All of lore.kernel.org
 help / color / mirror / Atom feed
From: Max Reitz <mreitz@redhat.com>
To: Vladimir Sementsov-Ogievskiy <vsementsov@virtuozzo.com>,
	qemu-block@nongnu.org, qemu-devel@nongnu.org
Cc: fam@euphon.net, stefanha@redhat.com, jcody@redhat.com,
	kwolf@redhat.com, den@openvz.org, eblake@redhat.com,
	jsnow@redhat.com
Subject: Re: [Qemu-devel] [PATCH v5 07/11] block: introduce backup-top filter driver
Date: Wed, 16 Jan 2019 17:02:07 +0100	[thread overview]
Message-ID: <5a822e18-6967-5059-bf21-6891aa701af4@redhat.com> (raw)
In-Reply-To: <20181229122027.42245-8-vsementsov@virtuozzo.com>

[-- Attachment #1: Type: text/plain, Size: 15568 bytes --]
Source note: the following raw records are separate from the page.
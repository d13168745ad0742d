use serde::{Deserialize, Serialize};

fn default_true() -> bool {
    true
}

fn default_log_level() -> String {
    "warning".to_string()
}

fn default_listen_address() -> String {
    "127.0.0.1".to_string()
}

fn default_listen_port() -> u16 {
    25500
}

fn default_ports() -> Vec<u16> {
    vec![443]
}

fn default_fingerprint() -> String {
    "randomized".to_string()
}

fn default_best_interval() -> u32 {
    30
}

fn default_remote_dns() -> String {
    "https://8.8.8.8/dns-query".to_string()
}

fn default_local_dns() -> String {
    "8.8.8.8".to_string()
}

fn default_warp_endpoints() -> Vec<String> {
    vec!["engage.cloudflareclient.com:2408".to_string()]
}

fn default_amnezia_noise_count() -> u32 {
    5
}

fn default_amnezia_noise_size_min() -> u32 {
    50
}

fn default_amnezia_noise_size_max() -> u32 {
    100
}

/// Common settings section
#[derive(Debug, Clone, Serialize, Deserialize)]
#[serde(default)]
pub struct CommonSection {
    #[serde(default = "default_log_level")]
    pub log_level: String,
    pub allow_lan_connection: bool,
    #[serde(default = "default_listen_address")]
    pub listen_address: String,
    #[serde(default = "default_listen_port")]
    pub listen_port: u16,
    /// Host name of the worker the generated outbounds connect to
    pub host_name: String,
    pub uuid: String,
    pub trojan_password: String,
}

impl Default for CommonSection {
    fn default() -> Self {
        Self {
            log_level: default_log_level(),
            allow_lan_connection: false,
            listen_address: default_listen_address(),
            listen_port: default_listen_port(),
            host_name: String::new(),
            uuid: String::new(),
            trojan_password: String::new(),
        }
    }
}

/// VLESS/Trojan generation settings
#[derive(Debug, Clone, Serialize, Deserialize)]
#[serde(default)]
pub struct ProxySection {
    #[serde(default = "default_ports")]
    pub ports: Vec<u16>,
    pub clean_ips: Vec<String>,
    pub proxy_ips: Vec<String>,
    pub addresses: Vec<String>,
    #[serde(default = "default_true")]
    pub vless_enabled: bool,
    #[serde(default = "default_true")]
    pub trojan_enabled: bool,
    #[serde(default = "default_true")]
    pub enable_ipv6: bool,
    #[serde(default = "default_fingerprint")]
    pub fingerprint: String,
    /// Chain proxy URL, every generated outbound gets a twin dialing through it
    pub out_proxy: String,
    #[serde(default = "default_best_interval")]
    pub best_vl_tr_interval: u32,
}

impl Default for ProxySection {
    fn default() -> Self {
        Self {
            ports: default_ports(),
            clean_ips: Vec::new(),
            proxy_ips: Vec::new(),
            addresses: Vec::new(),
            vless_enabled: true,
            trojan_enabled: true,
            enable_ipv6: true,
            fingerprint: default_fingerprint(),
            out_proxy: String::new(),
            best_vl_tr_interval: default_best_interval(),
        }
    }
}

#[derive(Debug, Clone, Serialize, Deserialize)]
#[serde(default)]
pub struct DnsSection {
    #[serde(default = "default_remote_dns")]
    pub remote_dns: String,
    #[serde(default = "default_local_dns")]
    pub local_dns: String,
    pub fake_dns: bool,
}

impl Default for DnsSection {
    fn default() -> Self {
        Self {
            remote_dns: default_remote_dns(),
            local_dns: default_local_dns(),
            fake_dns: false,
        }
    }
}

#[derive(Debug, Clone, Default, Serialize, Deserialize)]
#[serde(default)]
pub struct RoutingSection {
    pub bypass_lan: bool,
    pub bypass_iran: bool,
    pub bypass_china: bool,
    pub bypass_russia: bool,
    pub block_ads: bool,
    pub block_porn: bool,
    pub block_udp_443: bool,
    pub custom_bypass_rules: Vec<String>,
    pub custom_block_rules: Vec<String>,
}

#[derive(Debug, Clone, Serialize, Deserialize)]
#[serde(default)]
pub struct WarpSection {
    #[serde(default = "default_warp_endpoints")]
    pub endpoints: Vec<String>,
    #[serde(default = "default_best_interval")]
    pub best_warp_interval: u32,
    #[serde(default = "default_amnezia_noise_count")]
    pub amnezia_noise_count: u32,
    #[serde(default = "default_amnezia_noise_size_min")]
    pub amnezia_noise_size_min: u32,
    #[serde(default = "default_amnezia_noise_size_max")]
    pub amnezia_noise_size_max: u32,
    /// JSON file holding the registered WARP accounts
    pub dataset_path: String,
}

impl Default for WarpSection {
    fn default() -> Self {
        Self {
            endpoints: default_warp_endpoints(),
            best_warp_interval: default_best_interval(),
            amnezia_noise_count: default_amnezia_noise_count(),
            amnezia_noise_size_min: default_amnezia_noise_size_min(),
            amnezia_noise_size_max: default_amnezia_noise_size_max(),
            dataset_path: String::new(),
        }
    }
}

/// Settings file layout, shared by the YAML and TOML forms
#[derive(Debug, Clone, Default, Serialize, Deserialize)]
#[serde(default)]
pub struct FileSettings {
    pub common: CommonSection,
    pub proxy: ProxySection,
    pub dns: DnsSection,
    pub routing: RoutingSection,
    pub warp: WarpSection,
}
On 29.12.18 13:20, Vladimir Sementsov-Ogievskiy wrote:
> Backup-top filter does copy-before-write operation. It should be
> inserted above active disk and has a target node for CBW, like the
> following:
> 
>     +-------+
>     | Guest |
>     +---+---+
>         |r,w
>         v
>     +---+-----------+  target   +---------------+
>     | backup_top    |---------->| target(qcow2) |
>     +---+-----------+   CBW     +---+-----------+
>         |
> backing |r,w
>         v
>     +---+---------+
>     | Active disk |
>     +-------------+
> 
> The driver will be used in backup instead of write-notifiers.
> 
> Signed-off-by: Vladimir Sementsov-Ogievskiy <vsementsov@virtuozzo.com>
> ---
>  block/backup-top.h  |  43 +++++++
>  block/backup-top.c  | 306 ++++++++++++++++++++++++++++++++++++++++++++
>  block/Makefile.objs |   2 +
>  3 files changed, 351 insertions(+)
>  create mode 100644 block/backup-top.h
>  create mode 100644 block/backup-top.c

Looks good to me overall, comments below:

> diff --git a/block/backup-top.h b/block/backup-top.h
> new file mode 100644
> index 0000000000..abe4dda574
> --- /dev/null
> +++ b/block/backup-top.h
> @@ -0,0 +1,43 @@
> +/*
> + * backup-top filter driver
> + *
> + * The driver performs Copy-Before-Write (CBW) operation: it is injected above
> + * some node, and before each write it copies _old_ data to the target node.
> + *
> + * Copyright (c) 2018 Virtuozzo International GmbH. All rights reserved.
> + *
> + * Author:
> + *  Sementsov-Ogievskiy Vladimir <vsementsov@virtuozzo.com>
> + *
> + * This program is free software; you can redistribute it and/or modify
> + * it under the terms of the GNU General Public License as published by
> + * the Free Software Foundation; either version 2 of the License, or
> + * (at your option) any later version.
> + *
> + * This program is distributed in the hope that it will be useful,
> + * but WITHOUT ANY WARRANTY; without even the implied warranty of
> + * MERCHANTABILITY or FITNESS FOR A PARTICULAR PURPOSE.  See the
> + * GNU General Public License for more details.
> + *
> + * You should have received a copy of the GNU General Public License
> + * along with this program. If not, see <http://www.gnu.org/licenses/>.
> + */
> +

Include guards are missing here.

> +#include "qemu/osdep.h"
> +
> +#include "block/block_int.h"
> +
> +typedef struct BDRVBackupTopState {
> +    HBitmap *copy_bitmap; /* what should be copied to @target on guest write. */
> +    BdrvChild *target;
> +
> +    uint64_t bytes_copied;
> +} BDRVBackupTopState;
> +
> +void bdrv_backup_top_drop(BlockDriverState *bs);
> +uint64_t bdrv_backup_top_progress(BlockDriverState *bs);
> +
> +BlockDriverState *bdrv_backup_top_append(BlockDriverState *source,
> +                                         BlockDriverState *target,
> +                                         HBitmap *copy_bitmap,
> +                                         Error **errp);

A comment describing at least parts of the interface would be nice; for
instance, that @target will be forced into the same AioContext as
@source, or that the backup-top node will be an implicit node.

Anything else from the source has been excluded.